Being an empath, I'm sensitive to negativity and prone to absorb it quite easily. I'm especially sensitive to collective negativity that dominates any group. When I was exposed to such collective negativity about a year ago for a few hours, I had to spend half a day the following day in bed to restore my positive energy.
Quite a few people, including some of my former coaching clients themselves, have asked me how I cope with the negativity of coaching clients in the first few sessions in which they are asked to share with me the problems they are facing and want to solve. To my surprise, I've never absorbed this specific negativity. I seem to have learned instinctively to be compassionate instead of remaining empathic.

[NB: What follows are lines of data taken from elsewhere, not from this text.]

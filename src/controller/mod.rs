//! Node label controller
//!
//! Watches cluster nodes and converges their labels and taints toward the
//! values requested through trigger annotations.

mod cache;
pub mod config;
mod desired;
#[cfg(feature = "metrics")]
pub mod metrics;
mod node_api;
mod patch;
mod reconciler;
pub mod taint;
mod watcher;
pub mod workqueue;

pub use cache::{NodeCache, NodeSnapshot};
pub use config::ControllerConfig;
pub use desired::{desired_labels, desired_taints};
pub use node_api::{label_patch_body, taint_patch_body, KubeNodeApi, NodeApi};
pub use patch::{diff_labels, diff_taints, LabelMergePatch, TaintPatchOps};
pub use reconciler::{
    process_next_item, reconcile_node, run_controller, run_controller_with_events, run_workers,
    ControllerState,
};
pub use taint::{parse_taints, Taint, TaintEffect, TaintParseError};
pub use watcher::{drive_events, node_events};
pub use workqueue::{RateLimiter, WorkQueue};
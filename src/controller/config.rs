//! Controller configuration

use std::collections::BTreeMap;

use crate::error::{Error, Result};

use super::taint::TaintEffect;

/// Annotation holding the zone to apply to a node
pub const ZONE_ANNOTATION: &str = "altinity.cloud/auto-zone";
/// Annotation holding the taints to apply to a node
pub const TAINT_ANNOTATION: &str = "altinity.cloud/auto-taint";
/// Well-known zone label
pub const ZONE_LABEL: &str = "topology.kubernetes.io/zone";
/// Deprecated zone label, still read by older schedulers and storage drivers
pub const LEGACY_ZONE_LABEL: &str = "failure-domain.beta.kubernetes.io/zone";
/// Label applied to every node the controller has seen
pub const BASELINE_LABEL: (&str, &str) = ("altinity.cloud/node-label-controller", "managed");

/// Field manager recorded on every patch
pub const FIELD_MANAGER: &str = "node-label-controller";

#[derive(Clone, Debug)]
pub struct ControllerConfig {
    pub zone_annotation: String,
    pub taint_annotation: String,
    /// Labels that all receive the zone annotation's value
    pub zone_labels: Vec<String>,
    /// Labels applied to every node regardless of annotations
    pub baseline_labels: BTreeMap<String, String>,
    /// Key used when the taint annotation is a bare value such as `clickhouse`
    pub default_taint_key: String,
    pub default_taint_effect: TaintEffect,
    pub workers: usize,
    /// Send patches as server-side dry runs
    pub dry_run: bool,
}

impl Default for ControllerConfig {
    fn default() -> Self {
        Self {
            zone_annotation: ZONE_ANNOTATION.to_string(),
            taint_annotation: TAINT_ANNOTATION.to_string(),
            zone_labels: vec![ZONE_LABEL.to_string(), LEGACY_ZONE_LABEL.to_string()],
            baseline_labels: BTreeMap::from([(
                BASELINE_LABEL.0.to_string(),
                BASELINE_LABEL.1.to_string(),
            )]),
            default_taint_key: "dedicated".to_string(),
            default_taint_effect: TaintEffect::NoSchedule,
            workers: 2,
            dry_run: false,
        }
    }
}

impl ControllerConfig {
    pub fn validate(&self) -> Result<()> {
        if self.workers == 0 {
            return Err(Error::ConfigError(
                "workers must be at least 1".to_string(),
            ));
        }
        if self.zone_annotation.trim().is_empty() || self.taint_annotation.trim().is_empty() {
            return Err(Error::ConfigError(
                "trigger annotation keys must not be empty".to_string(),
            ));
        }
        if self.zone_labels.iter().all(|label| label.trim().is_empty()) {
            return Err(Error::ConfigError(
                "at least one zone label key is required".to_string(),
            ));
        }
        if self.default_taint_key.trim().is_empty() {
            return Err(Error::ConfigError(
                "default taint key must not be empty".to_string(),
            ));
        }
        if let Some(key) = self.baseline_labels.keys().find(|key| key.trim().is_empty()) {
            return Err(Error::ConfigError(format!(
                "baseline label key must not be empty (got {key:?})"
            )));
        }
        Ok(())
    }
}

#[cfg(test)]
mod tests {
    use super::*;

    #[test]
    fn test_default_config_is_valid() {
        let config = ControllerConfig::default();
        assert!(config.validate().is_ok());
        assert_eq!(config.zone_labels, vec![ZONE_LABEL, LEGACY_ZONE_LABEL]);
        assert_eq!(config.workers, 2);
    }

    #[test]
    fn test_zero_workers_rejected() {
        let config = ControllerConfig {
            workers: 0,
            ..Default::default()
        };
        assert!(matches!(config.validate(), Err(Error::ConfigError(_))));
    }

    #[test]
    fn test_missing_zone_labels_rejected() {
        let config = ControllerConfig {
            zone_labels: vec![],
            ..Default::default()
        };
        assert!(config.validate().is_err());
    }

    #[test]
    fn test_blank_annotation_rejected() {
        let config = ControllerConfig {
            taint_annotation: "  ".to_string(),
            ..Default::default()
        };
        assert!(config.validate().is_err());
    }

    #[test]
    fn test_empty_baseline_is_allowed() {
        let config = ControllerConfig {
            baseline_labels: BTreeMap::new(),
            ..Default::default()
        };
        assert!(config.validate().is_ok());
    }
}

Recently I experienced (again after a long while) a few incidents of the same type in which I absorbed the negativity of individuals, and in one case I had to spend several hours in bed to restore my positivity. Now I feel an urgent need to defend myself agaist the negativity of not only social collectives but also of individuals.

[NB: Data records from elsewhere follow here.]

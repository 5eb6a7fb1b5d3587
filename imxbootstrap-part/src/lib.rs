#![doc = include_str!("../README.md")]

use core::fmt;
use std::{
    ffi::OsString,
    path::{Path, PathBuf},
};

use log::debug;
use serde::Deserialize;
#[cfg(test)]
use test_log as _;

/// One mebibyte, in bytes
pub const MIB: u64 = 1 << 20;

/// Offset of the composite boot image on the raw device, in bytes
pub const BOOT_IMAGE_OFFSET: u64 = 32 << 10;

/// Block size used when writing the composite boot image
pub const BOOT_IMAGE_BLOCK_SIZE: u64 = 1 << 10;

/// Any partition whose label starts with this prefix is a boot partition
pub const BOOT_LABEL_PREFIX: &str = "BOOT";

/// Label given to the boot partition we create
pub const BOOT_LABEL: &str = "BOOT";

/// Label of the root filesystem partition
pub const ROOTFS_LABEL: &str = "rootfs";

/// Arguments given to `lsblk` to list a device and its partitions
pub const LSBLK_ARGS: [&str; 4] = ["--json", "--paths", "--output", "PATH,LABEL,FSTYPE"];

/// Filesystems we know how to create on the boot media
#[derive(Clone, Copy, Debug, Eq, PartialEq)]
pub enum Filesystem {
    /// FAT32, holding the kernel and device trees
    Fat32,

    /// EXT4, holding the root filesystem
    Ext4,
}

impl Filesystem {
    /// Returns the filesystem type name `parted` expects
    #[must_use]
    pub fn parted_name(self) -> &'static str {
        match self {
            Self::Fat32 => "fat32",
            Self::Ext4 => "ext4",
        }
    }

    /// Returns the filesystem type name the kernel expects at mount time
    #[must_use]
    pub fn mount_name(self) -> &'static str {
        match self {
            Self::Fat32 => "vfat",
            Self::Ext4 => "ext4",
        }
    }

    /// Returns the program and the arguments formatting `dev` with this
    /// filesystem and the given label
    #[must_use]
    pub fn mkfs_command(self, label: &str, dev: &Path) -> (&'static str, Vec<OsString>) {
        let mut args: Vec<OsString> = match self {
            Self::Fat32 => vec!["-F".into(), "32".into(), "-n".into(), label.into()],
            Self::Ext4 => vec!["-F".into(), "-L".into(), label.into()],
        };
        args.push(dev.as_os_str().to_owned());

        let program = match self {
            Self::Fat32 => "mkfs.vfat",
            Self::Ext4 => "mkfs.ext4",
        };

        (program, args)
    }
}

impl fmt::Display for Filesystem {
    fn fmt(&self, f: &mut fmt::Formatter<'_>) -> fmt::Result {
        f.write_str(self.mount_name())
    }
}

/// Start or end of a partition
#[derive(Clone, Copy, Debug, Eq, PartialEq)]
pub enum Boundary {
    /// Absolute offset from the start of the device, in bytes. Always a
    /// multiple of [`MIB`].
    Offset(u64),

    /// The last usable byte of the device
    End,
}

impl Boundary {
    /// Returns the representation `parted` expects
    #[must_use]
    pub fn to_parted_string(self) -> String {
        match self {
            Self::Offset(bytes) => format!("{}MiB", bytes / MIB),
            Self::End => String::from("100%"),
        }
    }
}

/// Description of a partition we create
#[derive(Clone, Copy, Debug, Eq, PartialEq)]
pub struct PartitionSpec {
    /// Filesystem Label
    pub label: &'static str,

    /// Filesystem created on the partition
    pub fs: Filesystem,

    /// Partition Start
    pub start: Boundary,

    /// Partition End
    pub end: Boundary,
}

impl PartitionSpec {
    /// Returns the `parted` arguments creating this partition
    #[must_use]
    pub fn mkpart_args(&self) -> [String; 5] {
        [
            String::from("mkpart"),
            String::from("primary"),
            String::from(self.fs.parted_name()),
            self.start.to_parted_string(),
            self.end.to_parted_string(),
        ]
    }
}

/// Arguments given to `parted` to write a new, empty, MBR partition table
pub const MKLABEL_ARGS: [&str; 2] = ["mklabel", "msdos"];

/// The layout of the boot media, in on-disk order
pub const LAYOUT: [PartitionSpec; 2] = [
    PartitionSpec {
        label: BOOT_LABEL,
        fs: Filesystem::Fat32,
        start: Boundary::Offset(MIB),
        end: Boundary::Offset(256 * MIB),
    },
    PartitionSpec {
        label: ROOTFS_LABEL,
        fs: Filesystem::Ext4,
        start: Boundary::Offset(256 * MIB),
        end: Boundary::End,
    },
];

/// Returns how many bytes of boot image fit between its offset and the first
/// partition
#[must_use]
pub fn boot_image_capacity() -> u64 {
    match LAYOUT[0].start {
        Boundary::Offset(start) => start.saturating_sub(BOOT_IMAGE_OFFSET),
        Boundary::End => 0,
    }
}

/// A block device, or a partition, as reported by `lsblk`
#[derive(Clone, Debug, Deserialize, Eq, PartialEq)]
pub struct BlockDevice {
    /// Device File Path
    pub path: PathBuf,

    /// Filesystem Label, if any
    #[serde(default)]
    pub label: Option<String>,

    /// Filesystem Type, if any
    #[serde(default)]
    pub fstype: Option<String>,

    /// Partitions of this device
    #[serde(default)]
    pub children: Vec<BlockDevice>,
}

#[derive(Debug, Deserialize)]
struct LsblkOutput {
    #[serde(rename = "blockdevices")]
    devices: Vec<BlockDevice>,
}

/// Parses the JSON output of `lsblk` run with [`LSBLK_ARGS`]
///
/// # Errors
///
/// If the output isn't valid `lsblk` JSON.
pub fn parse_lsblk(output: &[u8]) -> Result<Vec<BlockDevice>, serde_json::Error> {
    let res: LsblkOutput = serde_json::from_slice(output)?;

    debug!("lsblk reported {} device(s)", res.devices.len());

    Ok(res.devices)
}

/// The partitions of a device we read and write during a flash
#[derive(Clone, Debug, Eq, PartialEq)]
pub struct ResolvedPartitions {
    /// Boot Partition Device
    pub boot: PathBuf,

    /// Root Filesystem Partition Device
    pub rootfs: PathBuf,
}

impl BlockDevice {
    /// Returns the first partition whose label starts with [`BOOT_LABEL_PREFIX`]
    #[must_use]
    pub fn boot_partition(&self) -> Option<&Self> {
        self.children.iter().find(|p| {
            p.label
                .as_deref()
                .is_some_and(|l| l.starts_with(BOOT_LABEL_PREFIX))
        })
    }

    /// Returns the first partition labelled [`ROOTFS_LABEL`]
    #[must_use]
    pub fn rootfs_partition(&self) -> Option<&Self> {
        self.children
            .iter()
            .find(|p| p.label.as_deref() == Some(ROOTFS_LABEL))
    }

    /// Returns both partitions, if both can be found
    #[must_use]
    pub fn resolve(&self) -> Option<ResolvedPartitions> {
        let boot = self.boot_partition()?;
        debug!("Boot partition is {}", boot.path.display());

        let rootfs = self.rootfs_partition()?;
        debug!("Root partition is {}", rootfs.path.display());

        Some(ResolvedPartitions {
            boot: boot.path.clone(),
            rootfs: rootfs.path.clone(),
        })
    }
}
use std::{ffi::OsString, fs, path::Path};

use log::{info, warn};
use part::{BOOT_IMAGE_BLOCK_SIZE, BOOT_IMAGE_OFFSET};
use types::ImxBootstrapError;

use crate::{
    host::{print_command, Host, ToolCommand},
    pipeline::Outcome,
};

fn key_value(key: &str, path: &Path) -> OsString {
    let mut arg = OsString::from(key);
    arg.push("=");
    arg.push(path);
    arg
}

/// Writes the composite boot image to the raw device, ahead of the first
/// partition
pub(crate) struct ImageWriter<'a> {
    host: &'a dyn Host,
    dry_run: bool,
}

impl<'a> ImageWriter<'a> {
    pub(crate) fn new(host: &'a dyn Host, dry_run: bool) -> Self {
        Self { host, dry_run }
    }

    fn dd(image: &Path, dev: &Path) -> ToolCommand {
        ToolCommand::new("dd")
            .arg(key_value("if", image))
            .arg(key_value("of", dev))
            .arg(format!("bs={}k", BOOT_IMAGE_BLOCK_SIZE >> 10))
            .arg(format!("seek={}", BOOT_IMAGE_OFFSET / BOOT_IMAGE_BLOCK_SIZE))
            .arg("conv=fsync")
    }

    /// Checks the image can be written to `dev`, without touching either
    pub(crate) fn check(&self, image: &Path, dev: &Path) -> Result<(), ImxBootstrapError> {
        let metadata = match fs::metadata(image) {
            Ok(metadata) if metadata.is_file() => metadata,
            _ => return Err(ImxBootstrapError::MissingArtifact(image.to_path_buf())),
        };

        if !self.host.is_block_device(dev)? {
            return Err(ImxBootstrapError::Config(format!(
                "{} isn't a block device",
                dev.display()
            )));
        }

        let capacity = part::boot_image_capacity();
        if metadata.len() > capacity {
            warn!(
                "{} is {} bytes long and will overflow into the first partition ({capacity} bytes available)",
                image.display(),
                metadata.len()
            );
        }

        Ok(())
    }

    pub(crate) fn write(&self, image: &Path, dev: &Path) -> Result<Outcome, ImxBootstrapError> {
        self.check(image, dev)?;

        let cmd = Self::dd(image, dev);

        if self.dry_run {
            print_command(&cmd)?;
            return Ok(Outcome::Done);
        }

        if !self.host.confirm(&format!(
            "{} will be written to {}. Continue?",
            image.display(),
            dev.display()
        ))? {
            info!("Flashing cancelled");
            return Ok(Outcome::Cancelled);
        }

        self.host.run(&cmd)?;
        self.host.run(&ToolCommand::new("sync"))?;

        info!("Boot image written to {}", dev.display());
        Ok(Outcome::Done)
    }
}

As far as the negativity of individuals is concerned, I started some time ago to distance myself from not only negative people but also narcissists and those who say stupid things. This has helped me keep my peace of mind, at least online.

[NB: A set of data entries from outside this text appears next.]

use std::{fs, io, path::Path};

use log::{debug, info};
use types::ImxBootstrapError;

use crate::{
    config::Repository,
    host::{Host, ToolCommand},
};

#[derive(Debug, Eq, PartialEq)]
enum TreeState {
    Missing,
    Empty,
    Checkout,
    Foreign,
}

fn tree_state(dest: &Path) -> Result<TreeState, ImxBootstrapError> {
    let mut entries = match fs::read_dir(dest) {
        Ok(entries) => entries,
        Err(e) if e.kind() == io::ErrorKind::NotFound => return Ok(TreeState::Missing),
        Err(e) => return Err(e.into()),
    };

    if dest.join(".git").exists() {
        return Ok(TreeState::Checkout);
    }

    if entries.next().is_none() {
        return Ok(TreeState::Empty);
    }

    Ok(TreeState::Foreign)
}

/// Keeps local clones of our upstream repositories at the branch we build
pub(crate) struct RepositorySync<'a> {
    host: &'a dyn Host,
}

impl<'a> RepositorySync<'a> {
    pub(crate) fn new(host: &'a dyn Host) -> Self {
        Self { host }
    }

    /// Makes sure `dest` holds a checkout of `repo` at the tip of its branch.
    ///
    /// A directory that exists, isn't empty, and isn't a git checkout is never
    /// touched and is reported as an error.
    pub(crate) fn sync(&self, repo: &Repository, dest: &Path) -> Result<(), ImxBootstrapError> {
        let state = tree_state(dest)?;
        debug!("{} is in state {:?}", dest.display(), state);

        match state {
            TreeState::Missing => {
                if let Some(parent) = dest.parent() {
                    fs::create_dir_all(parent)?;
                }

                self.fresh_clone(repo, dest)
            }
            TreeState::Empty => self.fresh_clone(repo, dest),
            TreeState::Checkout => self.update(repo, dest),
            TreeState::Foreign => Err(ImxBootstrapError::Config(format!(
                "{} exists but isn't a git checkout, refusing to use it for {}",
                dest.display(),
                repo.url
            ))),
        }
    }

    fn fresh_clone(&self, repo: &Repository, dest: &Path) -> Result<(), ImxBootstrapError> {
        info!(
            "Cloning {} (branch {}) into {}",
            repo.url,
            repo.branch,
            dest.display()
        );

        self.host.run(
            &ToolCommand::new("git")
                .args(["clone", "--branch", repo.branch.as_str(), repo.url.as_str()])
                .arg(dest),
        )
    }

    fn update(&self, repo: &Repository, dest: &Path) -> Result<(), ImxBootstrapError> {
        info!(
            "Updating {} to the tip of {}",
            dest.display(),
            repo.branch
        );

        let git = || ToolCommand::new("git").arg("-C").arg(dest);

        self.host.run(&git().args(["fetch", "origin"]))?;
        self.host.run(&git().args(["checkout", repo.branch.as_str()]))?;
        self.host
            .run(&git().args(["pull", "--ff-only", "origin", repo.branch.as_str()]))
    }
}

The recent few incidents in which I absorbed individual negativity involved people I know who started an argument with me about controversial issues about which we have opposite views. I couldn't just walk away from them. I was dragged into the negative spiral of escalating arguments with them instead.
I've encountered and will encounter such people. One thing I know for sure is that I can't change them and their opinioins. So the biggest challenge I'm facing now for self-defense against this specific type of negativity is to learn to deal with people who have absolute (blind) faith in themselves and aren't open to other opinions. I can only change myself, or to be more precise, my thoughts and the way I respond to them (instead of reacting to them). I don't know yet how.